La extraordinaria técnica de Van Dyck lo llevó a crear importantes obras religiosas, como el gran retablo titulado "Francesco Orero presentado a Cristo moribundo por San Francisco de Asís y San Bernardo de Claraval". Encargado por el farmacéutico genovés Francesco Orero, lo representa junto a San Francisco de Asís y San Bernardo de Claraval, apareciéndose ante Cristo moribundo.

Para esta exposición, el altar ha sido trasladado por primera vez desde la iglesia de "San Michele Arcangelo" en Rapallo y colocado en la magnífica capilla del edificio histórico "Palazzo Ducale".
«Es una exposición extraordinaria, verdaderamente singular. En ella no solo regresan a casa los cuadros realizados para familias genovesas, sino también obras creadas en otras ciudades muy importantes de diferentes etapas de la vida de Van Dyck, como Amberes y Londres.
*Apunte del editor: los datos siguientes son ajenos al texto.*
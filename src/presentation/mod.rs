// Presentation layer - HTTP handlers and shared state
pub mod app_state;
pub mod handlers;
// Mark domain model - user annotations pinned to a timestamp and color slot
use std::collections::BTreeMap;

/// Default mark colors, one per slot.
pub const PALETTE_COLORS: [&str; 30] = [
    "4bb7aa", "a3ea43", "afa4dc", "8393e4", "a97439", "aea672", "aadddb", "c790e7", "62e74f",
    "bc6255", "74454b", "e68960", "b4699d", "afc2e4", "a5c886", "59edc1", "63b7db", "e3bfcb",
    "83b899", "67e583", "b8e782", "e5a5d9", "e45bc7", "d44840", "dbdcbe", "e03d21", "daa68b",
    "5eb966", "78994e", "b3e8be",
];

/// Longest label the binary format can hold.
pub const MAX_LABEL_BYTES: usize = u8::MAX as usize;

#[derive(Debug, Clone, PartialEq, Eq)]
pub struct Mark {
    pub slot: u8,
    /// Epoch milliseconds.
    pub ts: i64,
    pub label: String,
}

impl Mark {
    /// Builds the mark in its stored form, so a map encodes and decodes to
    /// itself: `ts` is floored to whole seconds within the `u32` range and
    /// the label goes through [`storable_label`].
    pub fn new(slot: u8, ts: i64, label: impl Into<String>) -> Self {
        Self {
            slot,
            ts: storable_ts(ts),
            label: storable_label(slot, &label.into()),
        }
    }

    pub fn default_label(slot: u8) -> String {
        format!("mark-{}", u16::from(slot) + 1)
    }
}

pub fn storable_ts(ts_ms: i64) -> i64 {
    ts_ms.div_euclid(1000).clamp(0, i64::from(u32::MAX)) * 1000
}

/// Control characters blanked, surrounding whitespace trimmed, cut to
/// [`MAX_LABEL_BYTES`] on a char boundary; empty labels become the slot's
/// default label.
pub fn storable_label(slot: u8, raw: &str) -> String {
    let cleaned: String = raw
        .chars()
        .map(|c| if c.is_control() { ' ' } else { c })
        .collect();
    let trimmed = cleaned.trim();
    let mut end = trimmed.len().min(MAX_LABEL_BYTES);
    while !trimmed.is_char_boundary(end) {
        end -= 1;
    }
    match trimmed[..end].trim_end() {
        "" => Mark::default_label(slot),
        label => label.to_string(),
    }
}

/// Fixed set of color slots available to marks.
#[derive(Debug, Clone, PartialEq, Eq)]
pub struct Palette {
    colors: Vec<String>,
}

impl Palette {
    pub fn new(colors: Vec<String>) -> Self {
        Self { colors }
    }

    /// First `size` colors of the default palette, cycling if more are asked for.
    pub fn with_size(size: usize) -> Self {
        let colors = PALETTE_COLORS
            .iter()
            .cycle()
            .take(size.min(usize::from(u8::MAX) + 1))
            .map(|c| c.to_string())
            .collect();
        Self { colors }
    }

    pub fn len(&self) -> usize {
        self.colors.len()
    }

    pub fn is_empty(&self) -> bool {
        self.colors.is_empty()
    }

    pub fn color(&self, slot: u8) -> Option<&str> {
        self.colors.get(usize::from(slot)).map(String::as_str)
    }

    /// Reduces a raw slot number into the palette range.
    pub fn wrap(&self, raw_slot: u8) -> u8 {
        match self.colors.len() {
            0 => raw_slot,
            n => (usize::from(raw_slot) % n) as u8,
        }
    }
}

impl Default for Palette {
    fn default() -> Self {
        Self::with_size(PALETTE_COLORS.len())
    }
}

/// Marks keyed by slot; the single source of truth for annotations.
#[derive(Debug, Clone, Default, PartialEq, Eq)]
pub struct MarkMap {
    marks: BTreeMap<u8, Mark>,
}

impl MarkMap {
    pub fn new() -> Self {
        Self::default()
    }

    /// Inserts or replaces the mark at its slot.
    pub fn insert(&mut self, mark: Mark) {
        self.marks.insert(mark.slot, mark);
    }

    pub fn remove(&mut self, slot: u8) -> Option<Mark> {
        self.marks.remove(&slot)
    }

    pub fn get(&self, slot: u8) -> Option<&Mark> {
        self.marks.get(&slot)
    }

    pub fn contains(&self, slot: u8) -> bool {
        self.marks.contains_key(&slot)
    }

    pub fn len(&self) -> usize {
        self.marks.len()
    }

    pub fn is_empty(&self) -> bool {
        self.marks.is_empty()
    }

    /// Marks in ascending slot order. Both the binary and text encoders emit
    /// entries in exactly this order.
    pub fn ordered(&self) -> impl Iterator<Item = &Mark> {
        self.marks.values()
    }

    /// Lowest slot in `0..palette_size` with no mark on it.
    pub fn first_free_slot(&self, palette_size: usize) -> Option<u8> {
        (0..palette_size.min(usize::from(u8::MAX) + 1))
            .map(|n| n as u8)
            .find(|slot| !self.contains(*slot))
    }
}

impl FromIterator<Mark> for MarkMap {
    fn from_iter<I: IntoIterator<Item = Mark>>(iter: I) -> Self {
        let mut map = MarkMap::new();
        for mark in iter {
            map.insert(mark);
        }
        map
    }
}

#[cfg(test)]
mod tests {
    use super::*;

    #[test]
    fn test_ordered_is_ascending_by_slot() {
        let map: MarkMap = [
            Mark::new(7, 3_000, "c"),
            Mark::new(0, 1_000, "a"),
            Mark::new(3, 2_000, "b"),
        ]
        .into_iter()
        .collect();

        let slots: Vec<u8> = map.ordered().map(|m| m.slot).collect();
        assert_eq!(slots, vec![0, 3, 7]);
    }

    #[test]
    fn test_insert_replaces_same_slot() {
        let mut map = MarkMap::new();
        map.insert(Mark::new(2, 1_000, "first"));
        map.insert(Mark::new(2, 5_000, "second"));
        assert_eq!(map.len(), 1);
        assert_eq!(map.get(2).map(|m| m.label.as_str()), Some("second"));
    }

    #[test]
    fn test_first_free_slot() {
        let map: MarkMap = [0, 1, 3].into_iter().map(|s| Mark::new(s, 0, "x")).collect();
        assert_eq!(map.first_free_slot(4), Some(2));
        assert_eq!(map.first_free_slot(2), None);
    }

    #[test]
    fn test_new_normalizes_label() {
        assert_eq!(Mark::new(2, 0, "").label, "mark-3");
        assert_eq!(Mark::new(2, 0, " \t ").label, "mark-3");
        assert_eq!(Mark::new(0, 0, "fan\non\r").label, "fan on");

        let long = Mark::new(0, 0, "é".repeat(150));
        assert_eq!(long.label.len(), 254);
        assert_eq!(long.label.chars().count(), 127);
    }

    #[test]
    fn test_new_floors_timestamp_to_stored_seconds() {
        assert_eq!(Mark::new(0, 1_999, "a").ts, 1_000);
        assert_eq!(Mark::new(0, -5, "a").ts, 0);
        assert_eq!(Mark::new(0, i64::MAX, "a").ts, i64::from(u32::MAX) * 1000);
    }

    #[test]
    fn test_palette_wrap_and_colors() {
        let palette = Palette::default();
        assert_eq!(palette.len(), 30);
        assert_eq!(palette.wrap(31), 1);
        assert_eq!(palette.color(0), Some("4bb7aa"));
        assert_eq!(Mark::default_label(0), "mark-1");
        assert_eq!(Mark::default_label(255), "mark-256");
    }
}
// HTTP response utilities for raw binary payloads with optional Brotli
use async_compression::tokio::bufread::BrotliEncoder;
use axum::{
    body::Body,
    http::{header, HeaderMap, Response, StatusCode},
};
use bytes::Bytes;
use tokio::io::AsyncReadExt;

pub const OCTET_STREAM: &str = "application/octet-stream";

/// True when the client advertised `br` in `Accept-Encoding`.
pub fn accepts_brotli(headers: &HeaderMap) -> bool {
    headers
        .get(header::ACCEPT_ENCODING)
        .and_then(|v| v.to_str().ok())
        .map(|s| s.split(',').any(|enc| enc.trim().starts_with("br")))
        .unwrap_or(false)
}

pub async fn brotli_compress(payload: &[u8]) -> std::io::Result<Vec<u8>> {
    let mut encoder = BrotliEncoder::new(payload);
    let mut compressed = Vec::new();
    encoder.read_to_end(&mut compressed).await?;
    Ok(compressed)
}

/// Builds a `200 OK` binary response, Brotli-encoded when `compress` is set.
pub async fn binary_response(
    payload: Bytes,
    content_type: &'static str,
    compress: bool,
) -> Result<Response<Body>, StatusCode> {
    let (body, encoding) = if compress {
        let compressed = brotli_compress(&payload).await.map_err(|e| {
            tracing::error!("Brotli compression error: {}", e);
            StatusCode::INTERNAL_SERVER_ERROR
        })?;
        tracing::debug!("Compressed {} -> {} bytes", payload.len(), compressed.len());
        (Bytes::from(compressed), Some("br"))
    } else {
        (payload, None)
    };

    let mut builder = Response::builder()
        .status(StatusCode::OK)
        .header(header::CONTENT_TYPE, content_type)
        .header(header::CONTENT_LENGTH, body.len());
    if let Some(encoding) = encoding {
        builder = builder.header(header::CONTENT_ENCODING, encoding);
    }

    builder.body(Body::from(body)).map_err(|e| {
        tracing::error!("Response build error: {}", e);
        StatusCode::INTERNAL_SERVER_ERROR
    })
}

#[cfg(test)]
mod tests {
    use super::*;
    use axum::http::HeaderValue;

    #[test]
    fn test_accepts_brotli() {
        let mut headers = HeaderMap::new();
        assert!(!accepts_brotli(&headers));

        headers.insert(header::ACCEPT_ENCODING, HeaderValue::from_static("gzip, deflate"));
        assert!(!accepts_brotli(&headers));

        headers.insert(header::ACCEPT_ENCODING, HeaderValue::from_static("gzip, br;q=0.9"));
        assert!(accepts_brotli(&headers));
    }

    #[tokio::test]
    async fn test_plain_response_headers() {
        let response = binary_response(Bytes::from_static(&[1, 2, 3]), OCTET_STREAM, false)
            .await
            .unwrap();
        assert_eq!(response.status(), StatusCode::OK);
        assert_eq!(response.headers()[header::CONTENT_LENGTH], "3");
        assert!(response.headers().get(header::CONTENT_ENCODING).is_none());
    }

    #[tokio::test]
    async fn test_brotli_response_is_encoded() {
        let payload = Bytes::from(vec![7u8; 4096]);
        let response = binary_response(payload, OCTET_STREAM, true).await.unwrap();
        assert_eq!(response.headers()[header::CONTENT_ENCODING], "br");
        let length: usize = response.headers()[header::CONTENT_LENGTH]
            .to_str()
            .unwrap()
            .parse()
            .unwrap();
        assert!(length < 4096);
    }
}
Muchos cuadros llegan a Génova por primera vez y, sobre todo, es la primera vez que se exhiben juntos. Cabe imaginar que un admirador de Van Dyck no dudaría en viajar incluso desde países lejanos para ver una colección tan completa como esta. Incluso hoy en día no es posible ver todas las obras maestras del artista belga, ya que muchas de ellas se encuentran en colecciones privadas», declaró Sara Armella, presidenta del Palacio Ducal.
Nacido en Amberes en 1599 en el seno de una familia de comerciantes de seda, Van Dyck mostró talento desde muy joven.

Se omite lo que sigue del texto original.